Acho ótimo, só não entrei porque sou famosa. Se eu não fosse conhecida, teria entrado com certeza. Acho que o mundo está caminhando, as redes sociais, as tecnologias e os aplicativos podem ser uma forma de conhecer alguém, por que não? A gente é muito afetado pelo romantismo das princesas, dos filmes hollywoodianos, está introjetado na gente e não tem jeito. Quando você conhece alguém e está apaixonado, sempre perguntam como se conheceram e sempre querem uma história romântica. Quando você conhece por aplicativo, as pessoas ainda têm preconceito pra falar. Parece que fica frio. Tem que começar a desconstruir isso.
O que é feminismo no dia a dia para você?

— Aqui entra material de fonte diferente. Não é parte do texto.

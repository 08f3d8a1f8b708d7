//! Local and in-memory CSV ingestion via Polars.

use super::SourceError;
use polars::prelude::*;
use std::io::Cursor;
use std::path::Path;

/// Read a local CSV file with a header row, inferring column types.
///
/// ISO dates are parsed into `Date` columns where Polars can recognize them.
pub fn read_csv(path: &Path) -> Result<DataFrame, SourceError> {
    if !path.exists() {
        return Err(SourceError::LocalFile {
            path: path.display().to_string(),
            message: "file not found".into(),
        });
    }

    LazyCsvReader::new(path)
        .with_has_header(true)
        .with_try_parse_dates(true)
        .finish()
        .and_then(|lf| lf.collect())
        .map_err(|e| SourceError::LocalFile {
            path: path.display().to_string(),
            message: e.to_string(),
        })
}

/// Parse CSV bytes (e.g. an HTTP download) with every column kept as a string.
///
/// Downloads from different endpoints can infer different types for the same
/// column; keeping strings lets them be stacked.
pub fn parse_csv_strings(bytes: Vec<u8>, origin: &str) -> Result<DataFrame, SourceError> {
    CsvReadOptions::default()
        .with_has_header(true)
        .with_infer_schema_length(Some(0))
        .into_reader_with_file_handle(Cursor::new(bytes))
        .finish()
        .map_err(|e| SourceError::ResponseFormatChanged(format!("{origin}: {e}")))
}

/// Fail with [`SourceError::MissingColumn`] unless `df` has every column in `columns`.
pub fn require_columns(df: &DataFrame, columns: &[&str], table: &str) -> Result<(), SourceError> {
    for name in columns {
        if df.column(name).is_err() {
            return Err(SourceError::MissingColumn {
                column: name.to_string(),
                table: table.to_string(),
            });
        }
    }
    Ok(())
}

#[cfg(test)]
mod tests {
    use super::*;
    use std::fs;

    #[test]
    fn read_csv_missing_file_is_local_file_error() {
        let dir = tempfile::tempdir().unwrap();
        let err = read_csv(&dir.path().join("absent.csv")).unwrap_err();
        assert!(matches!(err, SourceError::LocalFile { .. }));
    }

    #[test]
    fn read_csv_parses_header_and_rows() {
        let dir = tempfile::tempdir().unwrap();
        let path = dir.path().join("stocks.csv");
        fs::write(&path, "code,name\nAAPL,Apple Inc\nMSFT,Microsoft\n").unwrap();

        let df = read_csv(&path).unwrap();
        assert_eq!(df.height(), 2);
        assert_eq!(df.width(), 2);
        assert!(df.column("code").is_ok());
        assert!(df.column("name").is_ok());
    }

    #[test]
    fn parse_csv_strings_keeps_numbers_as_strings() {
        let df = parse_csv_strings(b"Symbol,IPOyear\nAAPL,1980\n".to_vec(), "test").unwrap();
        assert_eq!(df.column("IPOyear").unwrap().dtype(), &DataType::String);
    }

    #[test]
    fn require_columns_reports_first_missing() {
        let df = df!("ticker" => &["A"]).unwrap();
        let err = require_columns(&df, &["ticker", "date"], "prices").unwrap_err();
        match err {
            SourceError::MissingColumn { column, table } => {
                assert_eq!(column, "date");
                assert_eq!(table, "prices");
            }
            other => panic!("unexpected error: {other}"),
        }
    }
}
//! Image dataset payloads: pixel and label arrays plus a label-name lookup.

use crate::frame::IndexedFrame;
use crate::source::arff::ImageData;
use crate::source::SourceError;
use crate::store::{StoreError, U8Array};
use polars::prelude::*;

/// Fashion-MNIST class id → display name.
pub const FASHION_LABELS: [(u8, &str); 10] = [
    (0, "T-shirt/top"),
    (1, "Trouser"),
    (2, "Pullover"),
    (3, "Dress"),
    (4, "Coat"),
    (5, "Sandal"),
    (6, "Shirt"),
    (7, "Sneaker"),
    (8, "Bag"),
    (9, "Ankle boot"),
];

/// Split decoded image data into a `rows × features` pixel array and a
/// `rows` label array.
pub fn to_arrays(data: ImageData) -> Result<(U8Array, U8Array), StoreError> {
    let pixels = U8Array::new(vec![data.rows, data.features], data.pixels)?;
    let labels = U8Array::new(vec![data.rows], data.labels)?;
    Ok((pixels, labels))
}

/// Lookup table of class ids to names, indexed by `label`.
pub fn label_names(labels: &[(u8, &str)]) -> Result<IndexedFrame, SourceError> {
    let ids: Vec<u8> = labels.iter().map(|(id, _)| *id).collect();
    let names: Vec<&str> = labels.iter().map(|(_, name)| *name).collect();
    let df = DataFrame::new(vec![
        Column::new("label".into(), ids),
        Column::new("name".into(), names),
    ])?;
    IndexedFrame::new(df, &["label"])
}
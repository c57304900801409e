//! Subscribable current location.
//!
//! [`LocationStore`] turns the platform's history entry into a parsed
//! [`Location`] and lets any number of subscribers follow it. Reads are
//! memoized per history entry: as long as the platform has not moved, every
//! [`get_snapshot`](LocationStore::get_snapshot) returns the same `Arc`.

use crate::error::RouterError;
use crate::history::{History, ListenerId, LocationKey, PlatformLocation};
use crate::settings::DEFAULT_LOCATION_CACHE_CAPACITY;
use gutenberg_urls::{Query, parse_query};
use parking_lot::Mutex;
use serde_json::Value;
use std::collections::VecDeque;
use std::sync::atomic::{AtomicU64, Ordering};
use std::sync::{Arc, Weak};

/// The current URL, parsed.
#[derive(Debug, Clone, PartialEq, Eq)]
pub struct Location {
	/// Document path, always starting with `/`.
	pub path: String,
	/// Raw query string, including the leading `?` when non-empty.
	pub search: String,
	/// `search`, parsed. Shared so identity can serve as a cache key.
	pub query: Arc<Query>,
	/// Opaque state pushed with the history entry.
	pub state: Option<Value>,
}

impl Location {
	/// Parses a platform entry.
	pub fn from_platform(platform: &PlatformLocation) -> Self {
		let path = if platform.pathname.starts_with('/') {
			platform.pathname.clone()
		} else {
			format!("/{}", platform.pathname)
		};

		Self {
			path,
			search: platform.search.clone(),
			query: Arc::new(parse_query(&platform.search)),
			state: platform.state.clone(),
		}
	}
}

type Listener = Arc<dyn Fn() + Send + Sync>;

#[derive(Default)]
struct Listeners {
	next_id: AtomicU64,
	entries: Mutex<Vec<(u64, Listener)>>,
}

impl Listeners {
	fn add(&self, listener: Listener) -> u64 {
		let id = self.next_id.fetch_add(1, Ordering::Relaxed);
		self.entries.lock().push((id, listener));
		id
	}

	fn remove(&self, id: u64) {
		self.entries.lock().retain(|(entry_id, _)| *entry_id != id);
	}

	fn notify(&self) {
		// Snapshot first: listeners may subscribe or unsubscribe while running.
		let snapshot: Vec<Listener> = self
			.entries
			.lock()
			.iter()
			.map(|(_, listener)| Arc::clone(listener))
			.collect();

		tracing::trace!(listeners = snapshot.len(), "location changed");
		for listener in snapshot {
			listener();
		}
	}
}

/// Handle for a [`LocationStore`] subscription.
///
/// Dropping the handle unsubscribes. Call [`forget`](Self::forget) to keep
/// the listener for the lifetime of the store.
#[must_use = "dropping a Subscription unsubscribes its listener"]
pub struct Subscription {
	id: u64,
	listeners: Weak<Listeners>,
	active: bool,
}

impl std::fmt::Debug for Subscription {
	fn fmt(&self, f: &mut std::fmt::Formatter<'_>) -> std::fmt::Result {
		f.debug_struct("Subscription")
			.field("id", &self.id)
			.field("active", &self.active)
			.finish()
	}
}

impl Subscription {
	/// Removes the listener.
	pub fn unsubscribe(mut self) {
		self.detach();
	}

	/// Keeps the listener registered for the lifetime of the store.
	pub fn forget(mut self) {
		self.active = false;
	}

	fn detach(&mut self) {
		if !self.active {
			return;
		}
		self.active = false;
		if let Some(listeners) = self.listeners.upgrade() {
			listeners.remove(self.id);
		}
	}
}

impl Drop for Subscription {
	fn drop(&mut self) {
		self.detach();
	}
}

/// The single owner of "where the document currently is".
///
/// One store is created per document, wrapping its [`History`]. Every
/// committed navigation (a push, a back, or a change the platform makes on
/// its own, such as the browser back button) notifies each subscriber
/// exactly once, after the new entry is readable through
/// [`get_snapshot`](Self::get_snapshot).
pub struct LocationStore {
	history: Arc<dyn History>,
	history_listener: Mutex<Option<ListenerId>>,
	cache: Mutex<VecDeque<(LocationKey, Arc<Location>)>>,
	capacity: usize,
	listeners: Arc<Listeners>,
}

impl std::fmt::Debug for LocationStore {
	fn fmt(&self, f: &mut std::fmt::Formatter<'_>) -> std::fmt::Result {
		f.debug_struct("LocationStore")
			.field("cached", &self.cache.lock().len())
			.field("capacity", &self.capacity)
			.field("listeners", &self.listener_count())
			.finish()
	}
}

impl LocationStore {
	/// Creates a store with the default cache capacity.
	pub fn new(history: Arc<dyn History>) -> Self {
		Self::with_capacity(history, DEFAULT_LOCATION_CACHE_CAPACITY)
	}

	/// Creates a store keeping up to `capacity` parsed locations.
	pub fn with_capacity(history: Arc<dyn History>, capacity: usize) -> Self {
		let listeners = Arc::new(Listeners::default());
		let weak = Arc::downgrade(&listeners);
		let history_listener = history.listen(Arc::new(move || {
			if let Some(listeners) = weak.upgrade() {
				listeners.notify();
			}
		}));

		Self {
			history,
			history_listener: Mutex::new(Some(history_listener)),
			cache: Mutex::new(VecDeque::new()),
			capacity: capacity.max(1),
			listeners,
		}
	}

	/// Returns the current location.
	///
	/// Repeated reads of the same history entry return the same `Arc`.
	pub fn get_snapshot(&self) -> Arc<Location> {
		let platform = self.history.location();
		let mut cache = self.cache.lock();

		if let Some((_, location)) = cache.iter().find(|(key, _)| *key == platform.key) {
			return Arc::clone(location);
		}

		let location = Arc::new(Location::from_platform(&platform));
		if cache.len() >= self.capacity {
			cache.pop_front();
		}
		cache.push_back((platform.key, Arc::clone(&location)));
		location
	}

	/// Registers `listener` for committed navigations.
	pub fn subscribe<F>(&self, listener: F) -> Subscription
	where
		F: Fn() + Send + Sync + 'static,
	{
		let id = self.listeners.add(Arc::new(listener));
		Subscription {
			id,
			listeners: Arc::downgrade(&self.listeners),
			active: true,
		}
	}

	/// Commits a new entry with the given query string.
	///
	/// # Errors
	///
	/// Propagates the platform's refusal to push.
	pub fn push(&self, search: &str, state: Option<Value>) -> Result<(), RouterError> {
		tracing::debug!(search, "pushing location");
		self.history.push(search, state)
	}

	/// Asks the platform to go back one entry.
	///
	/// # Errors
	///
	/// Propagates the platform's refusal to navigate.
	pub fn back(&self) -> Result<(), RouterError> {
		tracing::debug!("going back");
		self.history.back()
	}

	/// Stops following the history, removes every listener and clears the
	/// cache.
	pub fn teardown(&self) {
		self.detach_history();
		self.listeners.entries.lock().clear();
		self.cache.lock().clear();
	}

	/// Returns the number of registered listeners.
	pub fn listener_count(&self) -> usize {
		self.listeners.entries.lock().len()
	}

	/// Returns the wrapped history.
	pub fn history(&self) -> &Arc<dyn History> {
		&self.history
	}

	fn detach_history(&self) {
		if let Some(id) = self.history_listener.lock().take() {
			self.history.unlisten(id);
		}
	}
}

impl Drop for LocationStore {
	fn drop(&mut self) {
		self.detach_history();
	}
}
//! Route definitions.
//!
//! A [`RouteDefinition`] names a path pattern and the payloads a layout
//! renders into its named areas. Area and width values are either literal
//! or computed from the match context when the route is resolved.

use gutenberg_urls::{Params, Query, RouteTable};
use indexmap::IndexMap;
use std::fmt;
use std::sync::Arc;

/// Inputs available to computed area and width values.
#[derive(Debug, Clone, Copy)]
pub struct RouteContext<'a> {
	/// Query without the reserved path key.
	pub query: &'a Query,
	/// Parameters bound by the route pattern.
	pub params: &'a Params,
}

/// Computes a value from the match context.
pub type ComputeFn<T> = Arc<dyn Fn(&RouteContext<'_>) -> T + Send + Sync>;

/// A literal value or a function of the match context.
pub enum AreaValue<T> {
	/// Passed through unchanged.
	Literal(T),
	/// Evaluated on every resolution.
	Computed(ComputeFn<T>),
}

impl<T> AreaValue<T> {
	/// Wraps a function of the match context.
	pub fn computed<F>(f: F) -> Self
	where
		F: Fn(&RouteContext<'_>) -> T + Send + Sync + 'static,
	{
		Self::Computed(Arc::new(f))
	}

	/// Returns whether this value is evaluated at resolution time.
	pub fn is_computed(&self) -> bool {
		matches!(self, Self::Computed(_))
	}
}

impl<T: Clone> AreaValue<T> {
	/// Produces the render-ready value for `context`.
	pub fn resolve(&self, context: &RouteContext<'_>) -> T {
		match self {
			Self::Literal(value) => value.clone(),
			Self::Computed(f) => f(context),
		}
	}
}

impl<T> From<T> for AreaValue<T> {
	fn from(value: T) -> Self {
		Self::Literal(value)
	}
}

impl<T: Clone> Clone for AreaValue<T> {
	fn clone(&self) -> Self {
		match self {
			Self::Literal(value) => Self::Literal(value.clone()),
			Self::Computed(f) => Self::Computed(Arc::clone(f)),
		}
	}
}

impl<T: fmt::Debug> fmt::Debug for AreaValue<T> {
	fn fmt(&self, f: &mut fmt::Formatter<'_>) -> fmt::Result {
		match self {
			Self::Literal(value) => f.debug_tuple("Literal").field(value).finish(),
			Self::Computed(_) => f.write_str("Computed(..)"),
		}
	}
}

/// A named route.
///
/// `A` is the area payload type: whatever the host layout renders.
///
/// # Example
///
/// ```
/// use gutenberg_router::RouteDefinition;
///
/// let route: RouteDefinition<&str> = RouteDefinition::new("post", "/post/:postId")
/// 	.area("sidebar", "navigation")
/// 	.computed_area("content", |ctx| {
/// 		if ctx.params.get("postId").is_some() { "editor" } else { "list" }
/// 	})
/// 	.width("content", 380);
///
/// assert_eq!(route.name(), "post");
/// assert_eq!(route.areas().len(), 2);
/// ```
#[derive(Debug, Clone)]
pub struct RouteDefinition<A> {
	name: String,
	path: String,
	areas: IndexMap<String, AreaValue<A>>,
	widths: IndexMap<String, AreaValue<u32>>,
}

impl<A> RouteDefinition<A> {
	/// Creates a route without areas.
	pub fn new(name: impl Into<String>, path: impl Into<String>) -> Self {
		Self {
			name: name.into(),
			path: path.into(),
			areas: IndexMap::new(),
			widths: IndexMap::new(),
		}
	}

	/// Sets an area to a literal value.
	pub fn area(mut self, name: impl Into<String>, value: impl Into<A>) -> Self {
		self.areas
			.insert(name.into(), AreaValue::Literal(value.into()));
		self
	}

	/// Sets an area to a value computed at resolution time.
	pub fn computed_area<F>(mut self, name: impl Into<String>, f: F) -> Self
	where
		F: Fn(&RouteContext<'_>) -> A + Send + Sync + 'static,
	{
		self.areas.insert(name.into(), AreaValue::computed(f));
		self
	}

	/// Sets a literal width hint for an area.
	pub fn width(mut self, name: impl Into<String>, width: u32) -> Self {
		self.widths.insert(name.into(), AreaValue::Literal(width));
		self
	}

	/// Sets a width hint computed at resolution time.
	pub fn computed_width<F>(mut self, name: impl Into<String>, f: F) -> Self
	where
		F: Fn(&RouteContext<'_>) -> u32 + Send + Sync + 'static,
	{
		self.widths.insert(name.into(), AreaValue::computed(f));
		self
	}

	/// Returns the route name.
	pub fn name(&self) -> &str {
		&self.name
	}

	/// Returns the route pattern, e.g. `/post/:id`.
	pub fn path(&self) -> &str {
		&self.path
	}

	/// Returns the area payloads, literal or computed.
	pub fn areas(&self) -> &IndexMap<String, AreaValue<A>> {
		&self.areas
	}

	/// Returns the width hints, literal or computed.
	pub fn widths(&self) -> &IndexMap<String, AreaValue<u32>> {
		&self.widths
	}
}

/// Builds the route table from definitions in caller order.
///
/// A definition with a malformed pattern is skipped with a warning, so it
/// only ever shows up as a path that matches nothing.
pub fn build_route_table<A, I>(routes: I) -> RouteTable<RouteDefinition<A>>
where
	I: IntoIterator<Item = RouteDefinition<A>>,
{
	let mut table = RouteTable::new();
	for route in routes {
		let name = route.name.clone();
		let path = route.path.clone();
		if let Err(error) = table.add(name.as_str(), &path, route) {
			tracing::warn!(route = %name, pattern = %path, %error, "skipping route with malformed pattern");
		}
	}
	tracing::debug!(routes = table.len(), "route table built");
	table
}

É você estar atenta a suas atitudes diárias, porque todos nós somos machistas. O machismo é estrutural, está introjetado em todas nós. Diariamente, temos que acordar e falar ;não serei machista só por hoje;. São pequenas atitudes.
Você acha que hoje, com todos os avanços, as mulheres ainda enfrentam preconceitos? Principalmente, após o fim de um casamento.
Enfrentam porque existe um machismo introjetado, existe ainda uma valorização da mulher ser casada, existe ainda uma valorização da mulher que mantém um casamento, como se a mulher fosse responsável por manter o casamento. Há também uma desvalorização da mulher que está sozinha depois dos 40 anos, uma desvalorização da mulher sem marido. Isso é com o tempo. A gente está entendendo que pode ser feliz sozinha também, pode ser feliz após o casamento, que o melhor para os filhos é ter pai e mãe felizes. A mulher está hoje conseguindo entender e mostrar que é possível, mas ainda existe o preconceito no olhar de desmerecimento.
Para você, o que significa uma mulher bem-sucedida?
Acho que uma mulher que está feliz com o que ela está produzindo. Feliz no trabalho, feliz no amor, feliz com os filhos. Não é que ela tem que ser 100% nessas três áreas. Isso é impossível. A gente não é mulher maravilha. Uma mulher bem-sucedida é aquela que entende que não dá para ser 100% em todas as áreas da vida o tempo inteiro. Uma hora vai priorizar o namorado, na outra a filha, na outra o trabalho e assim vai. A gente quer ser independente financeiramente, quer amar, namorar, quer ser mãe, mas entendendo que não dá pra ser 100% o tempo inteiro. Tem que trabalhar para não se cobrar muito.